GÜNDEM

DİRENİŞ MEKTEBİ GAZZE!

Tüm dünyanın yüzüne koca bir tokat indirerek.

Haykırdı Gazzeli anne kucağındaki evladını göstererek.

“Çocuğum iki yaşında ama dört savaş yaşadı” diyerek

Gazze!

Açık cezaevine dönüştürülen bir şehir.

Muhasara kıskacında nefesleri kesilen hayatlar.

Karış karış işgal edilen aziz topraklar.

Tanklara karşı taş fırlatan cesur insanlar.

Ve şehadetin kapı kapı dolaştığı diyar.

Gazze!

İki milyarlık İslam ümmetinin izzetini koruyan,

Ve insanlığın haysiyet savaşını veren bir direniş mektebi

Toplandılar bir kez daha işgal ve ölüm kusan zalimler.

Kalpleri taştan, kalıpları demirden korkaklar.
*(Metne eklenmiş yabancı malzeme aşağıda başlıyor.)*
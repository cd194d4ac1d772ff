//! Streamed HTTP downloads

use crate::control::RunControl;
use crate::error::{DownloadError, Error, Result};
use crate::utils::file_name_from_response;
use futures::StreamExt;
use std::path::{Path, PathBuf};
use tokio::io::AsyncWriteExt;

/// Stream `url` into a new file under `dir`
///
/// Each call writes to its own `<attempt>-<name>` file; a partial or empty
/// file is removed before the error is returned.
pub(crate) async fn fetch_to_dir(
    client: &reqwest::Client,
    url: &str,
    dir: &Path,
    attempt: u32,
    control: &RunControl,
) -> Result<PathBuf> {
    let response = client.get(url).send().await?;

    let status = response.status();
    if !status.is_success() {
        return Err(DownloadError::Status {
            url: url.to_string(),
            status: status.as_u16(),
        }
        .into());
    }

    let name = file_name_from_response(&response, url);
    let path = dir.join(format!("{}-{}", attempt, name));

    match stream_body(response, &path, control).await {
        Ok(0) => {
            let _ = tokio::fs::remove_file(&path).await;
            Err(DownloadError::Empty {
                url: url.to_string(),
            }
            .into())
        }
        Ok(bytes) => {
            tracing::debug!(url, bytes, path = %path.display(), "Download complete");
            Ok(path)
        }
        Err(e) => {
            let _ = tokio::fs::remove_file(&path).await;
            Err(e)
        }
    }
}

async fn stream_body(response: reqwest::Response, path: &Path, control: &RunControl) -> Result<u64> {
    let mut file = tokio::fs::File::create(path).await?;
    let mut stream = response.bytes_stream();
    let mut written = 0u64;

    loop {
        let chunk = tokio::select! {
            _ = control.token().cancelled() => return Err(Error::Cancelled),
            chunk = stream.next() => chunk,
        };
        let Some(chunk) = chunk else { break };
        let chunk = chunk?;
        file.write_all(&chunk).await?;
        written += chunk.len() as u64;
    }

    file.flush().await?;
    Ok(written)
}
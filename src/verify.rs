//! Post-publish comparison of the stored file against the source

use crate::repository::Repository;
use crate::types::Verification;
use std::path::Path;

/// Allowed difference between local and remote size, in bytes
pub const SIZE_TOLERANCE: u64 = 2;

/// Compares what the repository stored with what was sent
pub struct Verifier {
    category_marker: String,
}

impl Verifier {
    /// `category_marker` is ignored when comparing description text
    pub fn new(category_marker: impl Into<String>) -> Self {
        Self {
            category_marker: category_marker.into(),
        }
    }

    /// Check size and text of `name`; never fails, mismatches are reported as `NotOk`
    pub async fn verify(
        &self,
        repository: &dyn Repository,
        name: &str,
        local: &Path,
        description: &str,
    ) -> Verification {
        let remote = match repository.fetch_metadata(name).await {
            Ok(remote) => remote,
            Err(e) => return Verification::NotOk(format!("metadata lookup failed: {}", e)),
        };

        let local_size = match tokio::fs::metadata(local).await {
            Ok(meta) => meta.len(),
            Err(e) => return Verification::NotOk(format!("cannot read local file: {}", e)),
        };

        if local_size.abs_diff(remote.size) > SIZE_TOLERANCE {
            return Verification::NotOk(format!(
                "size mismatch (local {} bytes, remote {} bytes)",
                local_size, remote.size
            ));
        }

        if self.normalize(&remote.text) != self.normalize(description) {
            return Verification::NotOk("description mismatch".to_string());
        }

        tracing::debug!(name, size = remote.size, "Verified");
        Verification::Verified
    }

    fn normalize(&self, text: &str) -> String {
        let marker = self.category_marker.trim();
        if marker.is_empty() {
            text.trim().to_string()
        } else {
            text.replace(marker, "").trim().to_string()
        }
    }
}
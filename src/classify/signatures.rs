//! Ordered byte-signature table
//!
//! Order matters: the first matching entry wins. RIFF and EBML containers are
//! disambiguated by their sub-type, Ogg by its first codec header.

/// One entry of the signature table
pub struct Signature {
    /// Short label for logs
    pub label: &'static str,
    matcher: fn(&[u8], u64) -> Option<&'static str>,
}

impl Signature {
    const fn new(label: &'static str, matcher: fn(&[u8], u64) -> Option<&'static str>) -> Self {
        Self { label, matcher }
    }

    /// Extension this signature assigns to `header`, if it matches
    pub fn matches(&self, header: &[u8], file_size: u64) -> Option<&'static str> {
        (self.matcher)(header, file_size)
    }
}

/// The table, in priority order
pub static SIGNATURES: &[Signature] = &[
    Signature::new("png", png),
    Signature::new("jpeg", |h, _| h.starts_with(&[0xFF, 0xD8, 0xFF]).then_some("jpg")),
    Signature::new("gif", |h, _| {
        (h.starts_with(b"GIF87a") || h.starts_with(b"GIF89a")).then_some("gif")
    }),
    Signature::new("riff-webp", |h, _| riff(h, b"WEBP").then_some("webp")),
    Signature::new("riff-wave", |h, _| riff(h, b"WAVE").then_some("wav")),
    Signature::new("riff-avi", |h, _| riff(h, b"AVI ").then_some("avi")),
    Signature::new("pdf", |h, _| h.starts_with(b"%PDF").then_some("pdf")),
    Signature::new("ebml", ebml),
    Signature::new("ogg", ogg),
    Signature::new("iso-bmff", iso_bmff),
    Signature::new("flv", |h, _| h.starts_with(b"FLV\x01").then_some("flv")),
    Signature::new("midi", |h, _| h.starts_with(b"MThd").then_some("mid")),
    Signature::new("djvu", |h, _| h.starts_with(b"AT&TFORM").then_some("djvu")),
    Signature::new("xcf", |h, _| h.starts_with(b"gimp xcf").then_some("xcf")),
    Signature::new("tiff", |h, _| {
        (h.starts_with(b"II*\0") || h.starts_with(b"MM\0*")).then_some("tiff")
    }),
    Signature::new("flac", |h, _| h.starts_with(b"fLaC").then_some("flac")),
    Signature::new("mp3", mp3),
    Signature::new("svg", svg),
    Signature::new("stl", stl),
    Signature::new("bmp", |h, _| h.starts_with(b"BM").then_some("bmp")),
];

/// First matching signature and the extension it assigns
pub fn identify(header: &[u8], file_size: u64) -> Option<(&'static Signature, &'static str)> {
    SIGNATURES.iter().find_map(|signature| {
        signature
            .matches(header, file_size)
            .map(|extension| (signature, extension))
    })
}

fn contains(haystack: &[u8], needle: &[u8]) -> bool {
    find(haystack, needle).is_some()
}

fn find(haystack: &[u8], needle: &[u8]) -> Option<usize> {
    if needle.is_empty() || haystack.len() < needle.len() {
        return None;
    }
    haystack
        .windows(needle.len())
        .position(|window| window == needle)
}

fn png(h: &[u8], _: u64) -> Option<&'static str> {
    const MAGIC: &[u8] = &[0x89, b'P', b'N', b'G', 0x0D, 0x0A, 0x1A, 0x0A];
    if !h.starts_with(MAGIC) {
        return None;
    }
    // Animation control chunk precedes the first IDAT in an APNG
    Some(if contains(h, b"acTL") { "apng" } else { "png" })
}

fn riff(h: &[u8], form: &[u8; 4]) -> bool {
    h.len() >= 12 && h.starts_with(b"RIFF") && &h[8..12] == form
}

fn ebml(h: &[u8], _: u64) -> Option<&'static str> {
    if !h.starts_with(&[0x1A, 0x45, 0xDF, 0xA3]) {
        return None;
    }
    // DocType element id 0x4282, one-byte size, then the doc type string
    let is_webm = find(h, &[0x42, 0x82]).is_some_and(|at| {
        let rest = &h[at + 2..];
        rest.len() > 1 && rest[1..].starts_with(b"webm")
    });
    Some(if is_webm { "webm" } else { "mkv" })
}

fn ogg(h: &[u8], _: u64) -> Option<&'static str> {
    if !h.starts_with(b"OggS") {
        return None;
    }
    Some(if contains(h, b"OpusHead") {
        "opus"
    } else if contains(h, b"\x80theora") {
        "ogv"
    } else {
        "ogg"
    })
}

fn iso_bmff(h: &[u8], _: u64) -> Option<&'static str> {
    if h.len() < 12 || &h[4..8] != b"ftyp" {
        return None;
    }
    Some(if &h[8..12] == b"qt  " { "mov" } else { "mp4" })
}

fn mp3(h: &[u8], _: u64) -> Option<&'static str> {
    let frame_sync = h.len() >= 2 && h[0] == 0xFF && (h[1] & 0xE0) == 0xE0;
    (h.starts_with(b"ID3") || frame_sync).then_some("mp3")
}

fn svg(h: &[u8], _: u64) -> Option<&'static str> {
    if h.contains(&0) {
        return None;
    }
    let text = String::from_utf8_lossy(h);
    let text = text.trim_start_matches('\u{FEFF}').trim_start();
    (text.starts_with('<') && text.contains("<svg")).then_some("svg")
}

fn stl(h: &[u8], file_size: u64) -> Option<&'static str> {
    if h.starts_with(b"solid ") {
        return Some("stl");
    }
    if h.len() < 84 || file_size < 84 {
        return None;
    }
    let triangles = u32::from_le_bytes([h[80], h[81], h[82], h[83]]) as u64;
    (84 + 50 * triangles == file_size).then_some("stl")
}

// unwrap/expect are acceptable in tests for concise failure-on-error assertions
#[allow(clippy::unwrap_used, clippy::expect_used)]
#[cfg(test)]
mod tests {
    use super::*;

    fn sniff(header: &[u8], file_size: u64) -> Option<&'static str> {
        identify(header, file_size).map(|(_, extension)| extension)
    }

    fn png_with(extra: &[u8], at: usize) -> Vec<u8> {
        let mut data = vec![0x89, b'P', b'N', b'G', 0x0D, 0x0A, 0x1A, 0x0A];
        data.resize(at, 0);
        data.extend_from_slice(extra);
        data
    }

    #[test]
    fn test_png_and_apng() {
        let plain = png_with(b"IHDR", 12);
        assert_eq!(sniff(&plain, plain.len() as u64), Some("png"));

        let animated = png_with(b"acTL", 37);
        assert_eq!(sniff(&animated, animated.len() as u64), Some("apng"));
    }

    #[test]
    fn test_riff_subtypes() {
        let mut webp = b"RIFF\0\0\0\0WEBPVP8 ".to_vec();
        assert_eq!(sniff(&webp, 16), Some("webp"));
        webp[8..12].copy_from_slice(b"WAVE");
        assert_eq!(sniff(&webp, 16), Some("wav"));
        webp[8..12].copy_from_slice(b"AVI ");
        assert_eq!(sniff(&webp, 16), Some("avi"));
        // Truncated RIFF header matches nothing RIFF-specific
        assert_eq!(sniff(b"RIFF\0\0", 6), None);
    }

    #[test]
    fn test_ebml_doc_type() {
        let mut webm = vec![0x1A, 0x45, 0xDF, 0xA3, 0x9F, 0x42, 0x86, 0x81, 0x01];
        webm.extend_from_slice(&[0x42, 0x82, 0x84]);
        webm.extend_from_slice(b"webm");
        assert_eq!(sniff(&webm, webm.len() as u64), Some("webm"));

        let mut mkv = vec![0x1A, 0x45, 0xDF, 0xA3, 0x42, 0x82, 0x88];
        mkv.extend_from_slice(b"matroska");
        assert_eq!(sniff(&mkv, mkv.len() as u64), Some("mkv"));
    }

    #[test]
    fn test_ogg_codecs() {
        let mut opus = b"OggS\0\x02".to_vec();
        opus.resize(28, 0);
        opus.extend_from_slice(b"OpusHead");
        assert_eq!(sniff(&opus, 0), Some("opus"));

        let mut theora = b"OggS\0\x02".to_vec();
        theora.resize(28, 0);
        theora.extend_from_slice(b"\x80theora");
        assert_eq!(sniff(&theora, 0), Some("ogv"));

        let mut vorbis = b"OggS\0\x02".to_vec();
        vorbis.resize(28, 0);
        vorbis.extend_from_slice(b"\x01vorbis");
        assert_eq!(sniff(&vorbis, 0), Some("ogg"));
    }

    #[test]
    fn test_iso_bmff_brands() {
        assert_eq!(sniff(b"\0\0\0\x20ftypisom\0\0\x02\0", 16), Some("mp4"));
        assert_eq!(sniff(b"\0\0\0\x14ftypqt  \0\0\0\0", 16), Some("mov"));
    }

    #[test]
    fn test_simple_magics() {
        assert_eq!(sniff(&[0xFF, 0xD8, 0xFF, 0xE0], 4), Some("jpg"));
        assert_eq!(sniff(b"GIF89a", 6), Some("gif"));
        assert_eq!(sniff(b"%PDF-1.7", 8), Some("pdf"));
        assert_eq!(sniff(b"FLV\x01\x05", 5), Some("flv"));
        assert_eq!(sniff(b"MThd\0\0\0\x06", 8), Some("mid"));
        assert_eq!(sniff(b"AT&TFORM\0\0", 10), Some("djvu"));
        assert_eq!(sniff(b"gimp xcf v011", 13), Some("xcf"));
        assert_eq!(sniff(b"II*\0\x08\0", 6), Some("tiff"));
        assert_eq!(sniff(b"MM\0*\0\0", 6), Some("tiff"));
        assert_eq!(sniff(b"fLaC\0", 5), Some("flac"));
        assert_eq!(sniff(b"ID3\x04\0", 5), Some("mp3"));
        assert_eq!(sniff(&[0xFF, 0xFB, 0x90, 0x00], 4), Some("mp3"));
        assert_eq!(sniff(b"BM\x36\0\0\0", 6), Some("bmp"));
    }

    #[test]
    fn test_svg_with_prolog_and_bom() {
        let svg = "\u{FEFF}  <?xml version=\"1.0\"?>\n<!-- drawn by hand -->\n<svg xmlns=\"http://www.w3.org/2000/svg\"/>";
        assert_eq!(sniff(svg.as_bytes(), svg.len() as u64), Some("svg"));
        assert_eq!(sniff(b"<html><body></body></html>", 26), None);
    }

    #[test]
    fn test_stl_ascii_and_binary() {
        assert_eq!(sniff(b"solid cube\nfacet normal 0 0 1", 29), Some("stl"));

        let mut binary = vec![0u8; 80];
        binary.extend_from_slice(&2u32.to_le_bytes());
        binary.resize(84 + 100, 0);
        assert_eq!(sniff(&binary, binary.len() as u64), Some("stl"));
        // Triangle count disagrees with size
        assert_eq!(sniff(&binary, binary.len() as u64 + 1), None);
    }

    #[test]
    fn test_unknown_bytes() {
        assert_eq!(sniff(b"\0\x01\x02\x03 not a known format", 25), None);
        assert_eq!(sniff(b"", 0), None);
    }

    #[test]
    fn test_identify_names_matching_entry() {
        let (signature, extension) = identify(b"\0\0\0\x20ftypisom\0\0\x02\0", 16).unwrap();
        assert_eq!(signature.label, "iso-bmff");
        assert_eq!(extension, "mp4");

        let (signature, extension) = identify(b"RIFF\x24\0\0\0WAVEfmt ", 16).unwrap();
        assert_eq!(signature.label, "riff-wave");
        assert_eq!(extension, "wav");

        assert!(identify(b"plain text", 10).is_none());
    }
}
Salyalarını akıtarak katliam planı yaptı cellatlar.

Toplandılar elleri kanlı, bakışları kinli, yürekleri kirli barbarlar.

Tekrar tekrar gözden geçirildi en kanlı hesaplar.

Önce en etkili yalanlarla bombalandı zihinler.

Sözde uzmanlar, bir bir sırladı gerçek dışı analizler.

Ve böylece, zihinlerde başladı en kirli işgaller.

Cinayete destek için tüm sömürgecilerden alındı sinyaller.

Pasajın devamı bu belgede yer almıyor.